** Dataset entries **
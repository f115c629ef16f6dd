//! Team identity and login sessions

use crate::config::AuthConfig;
use crate::error::{LeagueError, Result};
use chrono::{DateTime, Utc};
use dashmap::DashMap;
use league_store::{LeagueStore, TeamId};
use serde::{Deserialize, Serialize};
use std::fmt;
use std::sync::Arc;
use uuid::Uuid;

/// Opaque handle returned by a successful login
#[derive(Debug, Clone, Copy, PartialEq, Eq, Hash, Serialize, Deserialize)]
pub struct UserHandle(pub Uuid);

impl UserHandle {
    pub fn new() -> Self {
        Self(Uuid::new_v4())
    }
}

impl Default for UserHandle {
    fn default() -> Self {
        Self::new()
    }
}

impl fmt::Display for UserHandle {
    fn fmt(&self, f: &mut fmt::Formatter<'_>) -> fmt::Result {
        write!(f, "{}", self.0)
    }
}

impl std::str::FromStr for UserHandle {
    type Err = uuid::Error;

    fn from_str(s: &str) -> std::result::Result<Self, Self::Err> {
        Uuid::parse_str(s).map(UserHandle)
    }
}

/// A logged-in team
#[derive(Debug, Clone, PartialEq, Eq, Serialize, Deserialize)]
pub struct Session {
    pub handle: UserHandle,
    pub team_id: TeamId,
    pub team_name: String,
    pub logged_in_at: DateTime<Utc>,
}

/// Handle -> session table
#[derive(Debug, Default)]
pub struct SessionStore {
    sessions: DashMap<UserHandle, Session>,
}

impl SessionStore {
    pub fn new() -> Self {
        Self::default()
    }

    pub fn open(&self, team_id: TeamId, team_name: String) -> Session {
        let session = Session { handle: UserHandle::new(), team_id, team_name, logged_in_at: Utc::now() };
        self.sessions.insert(session.handle, session.clone());
        session
    }

    pub fn get(&self, handle: UserHandle) -> Option<Session> {
        self.sessions.get(&handle).map(|s| s.value().clone())
    }

    /// Returns whether a session was removed
    pub fn close(&self, handle: UserHandle) -> bool {
        self.sessions.remove(&handle).is_some()
    }

    pub fn len(&self) -> usize {
        self.sessions.len()
    }

    pub fn is_empty(&self) -> bool {
        self.sessions.is_empty()
    }
}

/// Authenticates a team and tracks its session
#[async_trait::async_trait]
pub trait IdentityProvider: Send + Sync {
    async fn login(&self, identifier: &str, credential: &str) -> Result<Session>;

    async fn logout(&self, handle: UserHandle) -> Result<()>;

    async fn current_session(&self, handle: UserHandle) -> Result<Option<Session>>;
}

/// Team name plus the shared league password
pub struct LocalIdentityProvider {
    store: Arc<dyn LeagueStore>,
    league_password: String,
    sessions: Arc<SessionStore>,
}

impl LocalIdentityProvider {
    pub fn new(store: Arc<dyn LeagueStore>, auth: &AuthConfig, sessions: Arc<SessionStore>) -> Self {
        Self { store, league_password: auth.league_password.clone(), sessions }
    }
}

#[async_trait::async_trait]
impl IdentityProvider for LocalIdentityProvider {
    async fn login(&self, identifier: &str, credential: &str) -> Result<Session> {
        let teams = self.store.load_teams().await?;
        let team = teams.into_iter().find(|t| t.name.eq_ignore_ascii_case(identifier.trim()));

        match team {
            Some(team) if credential == self.league_password => {
                let session = self.sessions.open(team.id, team.name);
                tracing::info!("Team {} ({}) logged in", session.team_name, session.team_id);
                Ok(session)
            }
            _ => {
                tracing::warn!("Failed login attempt for '{}'", identifier);
                Err(LeagueError::InvalidCredentials)
            }
        }
    }

    async fn logout(&self, handle: UserHandle) -> Result<()> {
        if self.sessions.close(handle) {
            tracing::info!("Session {} logged out", handle);
        }
        Ok(())
    }

    async fn current_session(&self, handle: UserHandle) -> Result<Option<Session>> {
        Ok(self.sessions.get(handle))
    }
}

#[cfg(test)]
mod tests {
    use super::*;
    use league_store::{InMemoryLeagueStore, LeagueSeed};

    fn provider() -> (LocalIdentityProvider, Arc<SessionStore>) {
        let store = Arc::new(InMemoryLeagueStore::from_seed(LeagueSeed::default_league()).unwrap());
        let sessions = Arc::new(SessionStore::new());
        (LocalIdentityProvider::new(store, &AuthConfig::default(), sessions.clone()), sessions)
    }

    #[tokio::test]
    async fn test_login_is_case_insensitive() {
        let (provider, sessions) = provider();
        let session = provider.login("  rihito ", "1234").await.unwrap();

        assert_eq!(session.team_id, TeamId(3));
        assert_eq!(session.team_name, "Rihito");
        assert_eq!(sessions.len(), 1);
        assert_eq!(provider.current_session(session.handle).await.unwrap(), Some(session));
    }

    #[tokio::test]
    async fn test_bad_credentials() {
        let (provider, sessions) = provider();
        assert!(matches!(provider.login("Rihito", "4321").await, Err(LeagueError::InvalidCredentials)));
        assert!(matches!(provider.login("Nobody", "1234").await, Err(LeagueError::InvalidCredentials)));
        assert!(sessions.is_empty());
    }

    #[tokio::test]
    async fn test_logout_ends_session() {
        let (provider, _) = provider();
        let session = provider.login("Daniel", "1234").await.unwrap();

        provider.logout(session.handle).await.unwrap();
        assert_eq!(provider.current_session(session.handle).await.unwrap(), None);
        // Logging out twice is harmless
        provider.logout(session.handle).await.unwrap();
    }

    #[test]
    fn test_handle_parsing() {
        let handle = UserHandle::new();
        assert_eq!(handle.to_string().parse::<UserHandle>().unwrap(), handle);
        assert!("not-a-uuid".parse::<UserHandle>().is_err());
    }
}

** What is expected **
What lines above mention "LocalIdentityProvider"? Copy each one.

** Answer to this problem **
pub struct LocalIdentityProvider {
impl LocalIdentityProvider {
impl IdentityProvider for LocalIdentityProvider {
    fn provider() -> (LocalIdentityProvider, Arc<SessionStore>) {
        (LocalIdentityProvider::new(store, &AuthConfig::default(), sessions.clone()), sessions)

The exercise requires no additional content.